→ Goal of the exercise
Across the following data, how many lines include the string "Clone"? Reply with the number and nothing more.
···
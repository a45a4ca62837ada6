//! Citation strength analysis.
//!
//! A citation counts as supported only when its snippet's content words show
//! up close to one of its own `[n]` markers. Words elsewhere in the answer do
//! not count: support is tied to where the citation is used.

use super::entities::{WeakCitation, WeaknessReason};
use super::text::{WordSpan, content_tokens, is_content_token, is_stopword, normalize_token, words};
use crate::answer::{Citation, CitationIssue, CitationMarker, citation_issues, find_markers};
use serde::{Deserialize, Serialize};
use std::collections::HashSet;

/// Tuning knobs for proximity-based support.
#[derive(Debug, Clone, PartialEq, Serialize, Deserialize)]
#[serde(default)]
pub struct CitationConfig {
    /// Words before a marker that belong to its window
    pub window_words_before: usize,
    /// Words after a marker that belong to its window
    pub window_words_after: usize,
    /// Minimum share of snippet content tokens found in a window
    pub min_support_ratio: f64,
    /// Tokens shorter than this (in characters) are ignored
    pub min_token_len: usize,
}

impl Default for CitationConfig {
    fn default() -> Self {
        Self {
            window_words_before: 20,
            window_words_after: 20,
            min_support_ratio: 0.25,
            min_token_len: 3,
        }
    }
}

impl CitationConfig {
    // ==================== Builder Methods ====================

    pub fn with_window(mut self, before: usize, after: usize) -> Self {
        self.window_words_before = before;
        self.window_words_after = after;
        self
    }

    pub fn with_min_support_ratio(mut self, ratio: f64) -> Self {
        self.min_support_ratio = ratio;
        self
    }

    // ==================== Validation ====================

    pub fn validate(&self) -> Vec<String> {
        let mut issues = Vec::new();
        if !(0.0..=1.0).contains(&self.min_support_ratio) {
            issues.push(format!(
                "min_support_ratio must be within 0.0..=1.0 (got {})",
                self.min_support_ratio
            ));
        }
        if self.window_words_before == 0 && self.window_words_after == 0 {
            issues.push("citation window cannot be empty on both sides".to_string());
        }
        issues
    }
}

/// Weak citations plus the malformed entries left out of the analysis.
#[derive(Debug, Clone, Default, PartialEq)]
pub struct CitationAnalysis {
    pub weak: Vec<WeakCitation>,
    pub issues: Vec<CitationIssue>,
}

/// Judges each citation by the text around its markers.
#[derive(Debug, Clone, Default)]
pub struct CitationAnalyzer {
    config: CitationConfig,
}

impl CitationAnalyzer {
    pub fn new(config: CitationConfig) -> Self {
        Self { config }
    }

    pub fn config(&self) -> &CitationConfig {
        &self.config
    }

    /// Citations insufficiently supported by the answer text.
    pub fn analyze(&self, answer_text: &str, citations: &[Citation]) -> Vec<WeakCitation> {
        self.analyze_with_issues(answer_text, citations).weak
    }

    /// Like [`analyze`](Self::analyze), also returning malformed citations.
    pub fn analyze_with_issues(&self, answer_text: &str, citations: &[Citation]) -> CitationAnalysis {
        let issues = citation_issues(citations);
        let markers = find_markers(answer_text);
        let spans = words(answer_text);

        let mut seen = HashSet::new();
        let mut weak = Vec::new();

        for citation in citations {
            if citation.index <= 0 || !seen.insert(citation.index) {
                continue;
            }
            if let Some(weakness) = self.assess(citation, &markers, &spans) {
                weak.push(weakness);
            }
        }

        CitationAnalysis { weak, issues }
    }

    fn assess(
        &self,
        citation: &Citation,
        markers: &[CitationMarker],
        spans: &[WordSpan<'_>],
    ) -> Option<WeakCitation> {
        let weak = |reason, support_ratio| {
            Some(WeakCitation {
                index: citation.index,
                reference: citation.reference_label(),
                reason,
                support_ratio,
            })
        };

        let snippet: HashSet<String> = content_tokens(&citation.snippet, self.config.min_token_len)
            .into_iter()
            .collect();
        if snippet.is_empty() {
            return weak(WeaknessReason::EmptySnippet, 0.0);
        }

        let own_markers: Vec<&CitationMarker> = markers
            .iter()
            .filter(|m| m.references(citation.index))
            .collect();
        if own_markers.is_empty() {
            return weak(WeaknessReason::NoMarker, 0.0);
        }

        let best = own_markers
            .iter()
            .map(|marker| {
                let window = self.window_tokens(marker, spans);
                let found = snippet.iter().filter(|t| window.contains(*t)).count();
                found as f64 / snippet.len() as f64
            })
            .fold(0.0_f64, f64::max);

        if best >= self.config.min_support_ratio {
            None
        } else {
            weak(WeaknessReason::InsufficientSupport, best)
        }
    }

    /// Content tokens within the word window around one marker.
    fn window_tokens(&self, marker: &CitationMarker, spans: &[WordSpan<'_>]) -> HashSet<String> {
        let before = spans
            .iter()
            .filter(|w| w.end <= marker.start)
            .rev()
            .take(self.config.window_words_before);
        let after = spans
            .iter()
            .filter(|w| w.start >= marker.end)
            .take(self.config.window_words_after);

        before
            .chain(after)
            .filter(|w| !is_stopword(&w.text.to_lowercase()))
            .map(|w| normalize_token(w.text))
            .filter(|t| is_content_token(t, self.config.min_token_len))
            .collect()
    }
}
···
→ Response to this exercise
3